Pinksteren is afgeleid van het Griekse woord 'pentekoste' dat vijftigste (dag) betekent. Het is het feest van de vijftigste dag na Pasen.
Jubeljaar
Hebreeuws: jobel.
Jobeljaar, in het Oude Testament (Leviticus 25) de benaming van het jaar dat volgt op het zevende sabbatsjaar: 7 x 7 = 49 + 1 = het 50e jaar. Het werd aangekondigd door het blazen op de ramshoorn op Jom Kippoer. Bij het stichten van de joodse chronologie, werd besloten dat in zijn tijd, de opheffing van de Wet zou aangekondigd worden, over het hele land, door het blazen op de ramshoorn.
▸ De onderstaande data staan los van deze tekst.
// fans-core - distributed FFT-accelerated voxel FEM solver kernel
// Copyright (C) 2026 the fans-core contributors

// This program is free software: you can redistribute it and/or modify
// it under the terms of the GNU Affero General Public License as
// published by the Free Software Foundation, either version 3 of the
// License, or (at your option) any later version.

// This program is distributed in the hope that it will be useful,
// but WITHOUT ANY WARRANTY; without even the implied warranty of
// MERCHANTABILITY or FITNESS FOR A PARTICULAR PURPOSE.  See the
// GNU Affero General Public License for more details.

// You should have received a copy of the GNU Affero General Public License
// along with this program.  If not, see <https://www.gnu.org/licenses/>.

//! Constitutive-law interface the kernel drives but never implements.
//!
//! The kernel is generic over the number of DOFs per node (`H`: 1 for scalar
//! conduction, 3 for mechanics) and over the material law itself. Everything
//! a real material model would own — internal variables, phase tables,
//! nonlinear iteration — lives behind this trait; the kernel only calls it at
//! the points the reference solver calls `Matmodel<howmany>`.

/// A constitutive law for an `H`-DOF-per-node problem.
///
/// Implementors own whatever internal state their law needs (plasticity
/// history, phase properties, ...); the kernel treats all of it as opaque
/// except through the methods below.
pub trait MaterialModel<const H: usize> {
    /// The `8H x 8H` reference element stiffness used to build the
    /// [`crate::green_operator::GreenOperator`]. Row/column `8*i + j` is
    /// corner `i`, DOF `j`.
    fn reference_element_stiffness(&self) -> Vec<f64>;

    /// Per-element residual contribution for one voxel's trilinear element.
    /// `u_e` has length `8*H` (corner-relative displacements, see
    /// [`crate::residual`]); the result has the same length.
    fn element_residual(&mut self, u_e: &[f64], phase: u16, voxel: usize) -> Vec<f64>;

    /// Strain and stress at one voxel, in Mandel notation, from the same
    /// corner-relative `u_e` used by `element_residual`.
    fn strain_stress(&mut self, u_e: &[f64], phase: u16, voxel: usize) -> (Vec<f64>, Vec<f64>);

    /// Install the macroscopic loading `g0` (length `n_str()`) that
    /// `element_residual`/`strain_stress` add to the local gradient.
    fn set_gradient(&mut self, g0: &[f64]);

    /// Allocate internal-variable storage for `n_voxels` owned voxels with
    /// `n_gauss` integration points each (8 for the trilinear element).
    fn initialize_internal_variables(&mut self, n_voxels: usize, n_gauss: usize);

    /// Commit the internal-variable state after a converged outer iteration.
    fn update_internal_variables(&mut self);

    /// Capture internal-variable state so a probing solve (homogenized
    /// tangent) can be rolled back without contaminating history.
    fn snapshot_internal_variables(&self) -> Vec<f64>;

    /// Restore state captured by `snapshot_internal_variables`.
    fn restore_internal_variables(&mut self, snapshot: &[f64]);

    /// The macroscopic loading last installed by `set_gradient`.
    fn macroscale_loading(&self) -> &[f64];

    /// Number of independent strain/stress components (1 for conduction, 6
    /// for mechanics in Mandel notation).
    fn n_str(&self) -> usize;

    /// Whether the law is linear, i.e. `get_homogenized_tangent` can use unit
    /// probes instead of finite-difference perturbation.
    fn is_linear(&self) -> bool;
}

/// Minimal reference material used only to exercise this crate's own
/// invariants (translation invariance, DC-mode annihilation, laminate
/// homogenization, ...). Not a general-purpose constitutive law.
#[cfg(any(test, feature = "testsupport"))]
pub mod linear {
    use super::MaterialModel;

    /// Isotropic linear conductivity/elasticity keyed by a per-phase scalar
    /// or tensor stored as a flat `H x H` row-major matrix.
    ///
    /// For `H == 1` this is scalar heat conduction (`n_str() == 3`, the
    /// temperature gradient); for `H == 3` it is isotropic linear elasticity
    /// in Mandel notation (`n_str() == 6`).
    pub struct LinearIsotropic<const H: usize> {
        /// `phase_tensors[p]` is the `H x H` constitutive tensor of phase `p`.
        phase_tensors: Vec<Vec<f64>>,
        gradient: Vec<f64>,
        n_str: usize,
    }

    impl LinearIsotropic<1> {
        /// Scalar conductivities, one per phase.
        pub fn conduction(conductivities: &[f64]) -> Self {
            let tensors = conductivities.iter().map(|&k| vec![k]).collect();
            Self {
                phase_tensors: tensors,
                gradient: vec![0.0; 3],
                n_str: 3,
            }
        }

        fn b_matrix(u_e: &[f64]) -> [f64; 3] {
            // Corner-relative trilinear gradient at the element center
            // (reference cube of unit side), i.e. the central-difference
            // average of the 8 corner values along each axis.
            let mut grad = [0.0; 3];
            // Corner ordering from ElementSweep: 0=(0,0,0) 1=(1,0,0)
            // 2=(0,1,0) 3=(1,1,0) 4=(0,0,1) 5=(1,0,1) 6=(0,1,1) 7=(1,1,1).
            let c = u_e;
            grad[0] = 0.25 * ((c[1] - c[0]) + (c[3] - c[2]) + (c[5] - c[4]) + (c[7] - c[6]));
            grad[1] = 0.25 * ((c[2] - c[0]) + (c[3] - c[1]) + (c[6] - c[4]) + (c[7] - c[5]));
            grad[2] = 0.25 * ((c[4] - c[0]) + (c[5] - c[1]) + (c[6] - c[2]) + (c[7] - c[3]));
            grad
        }
    }

    impl MaterialModel<1> for LinearIsotropic<1> {
        fn reference_element_stiffness(&self) -> Vec<f64> {
            // Trilinear-element conductivity stiffness for a unit-conductivity
            // unit cube, built from the same gradient operator used in
            // `element_residual`.
            let mut k = vec![0.0; 8 * 8];
            for a in 0..8 {
                let mut ea = [0.0; 8];
                ea[a] = 1.0;
                let ga = Self::b_matrix(&ea);
                for b in 0..8 {
                    let mut eb = [0.0; 8];
                    eb[b] = 1.0;
                    let gb = Self::b_matrix(&eb);
                    k[a * 8 + b] = ga[0] * gb[0] + ga[1] * gb[1] + ga[2] * gb[2];
                }
            }
            k
        }

        fn element_residual(&mut self, u_e: &[f64], phase: u16, _voxel: usize) -> Vec<f64> {
            let kappa = self.phase_tensors[phase as usize][0];
            let grad = Self::b_matrix(u_e);
            let flux = [
                kappa * (grad[0] + self.gradient[0]),
                kappa * (grad[1] + self.gradient[1]),
                kappa * (grad[2] + self.gradient[2]),
            ];
            (0..8)
                .map(|a| {
                    flux[0] * Self::shape_grad(a, 0)
                        + flux[1] * Self::shape_grad(a, 1)
                        + flux[2] * Self::shape_grad(a, 2)
                })
                .collect()
        }

        fn strain_stress(&mut self, u_e: &[f64], phase: u16, _voxel: usize) -> (Vec<f64>, Vec<f64>) {
            let kappa = self.phase_tensors[phase as usize][0];
            let grad = Self::b_matrix(u_e);
            let total = [
                grad[0] + self.gradient[0],
                grad[1] + self.gradient[1],
                grad[2] + self.gradient[2],
            ];
            let flux = vec![kappa * total[0], kappa * total[1], kappa * total[2]];
            (total.to_vec(), flux)
        }

        fn set_gradient(&mut self, g0: &[f64]) {
            self.gradient.copy_from_slice(g0);
        }

        fn initialize_internal_variables(&mut self, _n_voxels: usize, _n_gauss: usize) {}

        fn update_internal_variables(&mut self) {}

        fn snapshot_internal_variables(&self) -> Vec<f64> {
            self.gradient.clone()
        }

        fn restore_internal_variables(&mut self, snapshot: &[f64]) {
            self.gradient.copy_from_slice(snapshot);
        }

        fn macroscale_loading(&self) -> &[f64] {
            &self.gradient
        }

        fn n_str(&self) -> usize {
            self.n_str
        }

        fn is_linear(&self) -> bool {
            true
        }
    }

    impl LinearIsotropic<1> {
        /// Shape-function gradient of corner `a` along axis `axis`, matching
        /// the central-difference weights in `b_matrix`.
        fn shape_grad(a: usize, axis: usize) -> f64 {
            let sign = |bit: usize| if (a >> bit) & 1 == 1 { 1.0 } else { -1.0 };
            match axis {
                0 => 0.25 * sign(0),
                1 => 0.25 * sign(1),
                _ => 0.25 * sign(2),
            }
        }
    }

    #[cfg(test)]
    mod tests {
        use super::*;

        #[test]
        fn zero_gradient_zero_displacement_gives_zero_residual() {
            let mut mat = LinearIsotropic::conduction(&[1.0, 2.0]);
            mat.set_gradient(&[0.0, 0.0, 0.0]);
            let u_e = [0.0; 8];
            let res = mat.element_residual(&u_e, 0, 0);
            assert!(res.iter().all(|&v| v.abs() < 1e-12));
        }

        #[test]
        fn snapshot_restore_roundtrips_gradient() {
            let mut mat = LinearIsotropic::conduction(&[1.0]);
            mat.set_gradient(&[1.0, 2.0, 3.0]);
            let snap = mat.snapshot_internal_variables();
            mat.set_gradient(&[9.0, 9.0, 9.0]);
            mat.restore_internal_variables(&snap);
            assert_eq!(mat.macroscale_loading(), &[1.0, 2.0, 3.0]);
        }
    }
}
Tussen het “Ingaan van de Goede Herder” de 23e april 2059 en de 1e mei 2109 is er een tussentijd van 50 jaar. Deze 50 jaren van het “Vagevuur”, vermits zij gaan van het “Uitgaan van de Hel” naar het “Ingaan in het Paradijs” eindigen met het Jubeljaar.
Het Jubeljaar is een eenmalige gebeurtenis wat de joden van nu ook beweren. Dit geld evengoed voor Kerstmis, Pasen, Pinksteren, dit zijn allemaal eenmalige gebeurtenissen en geen jaarlijks terugkerende feestdagen en zij moeten ook allemaal nog in de toekomst plaatsvinden.
Leviticus 25
8 Gij zult u ook tellen zeven jaarweken, zevenmaal zeven jaren; zodat de dagen der zeven jaarweken u negen en veertig jaren zullen zijn.
9 Daarna zult gij in de zevende maand, op den tienden der maand, de bazuin des geklanks doen doorgaan; op den verzoendag zult gij de bazuin doen doorgaan in uw ganse land.
10 En gij zult dat vijftigste jaar heiligen, en vrijheid uitroepen in het land, voor al zijn inwoners; het zal u een jubeljaar zijn; en gij zult wederkeren een ieder tot zijn bezittingen, en zult wederkeren een ieder tot zijn geslacht.
11 Dit jubeljaar zal u het vijftigste jaar zijn; gij zult niet zaaien, noch inoogsten wat van zelf daarin zal gewassen zijn, noch ook de druiven der afzonderingen in hetzelve afsnijden.
12 Want dat is het jubeljaar; het zal u heilig zijn; gij zult uit het veld de inkomst daarvan eten.
13 Op dat jubeljaar zult gij ieder wederkeren tot zijn bezitting.
Statenbijbel
Ik herhaal nogmaals dit is maar een mogelijke uitleg van het getal 50. Maar het komt in zovele verhalen voor dat er zeker een betekenis achterschuilt.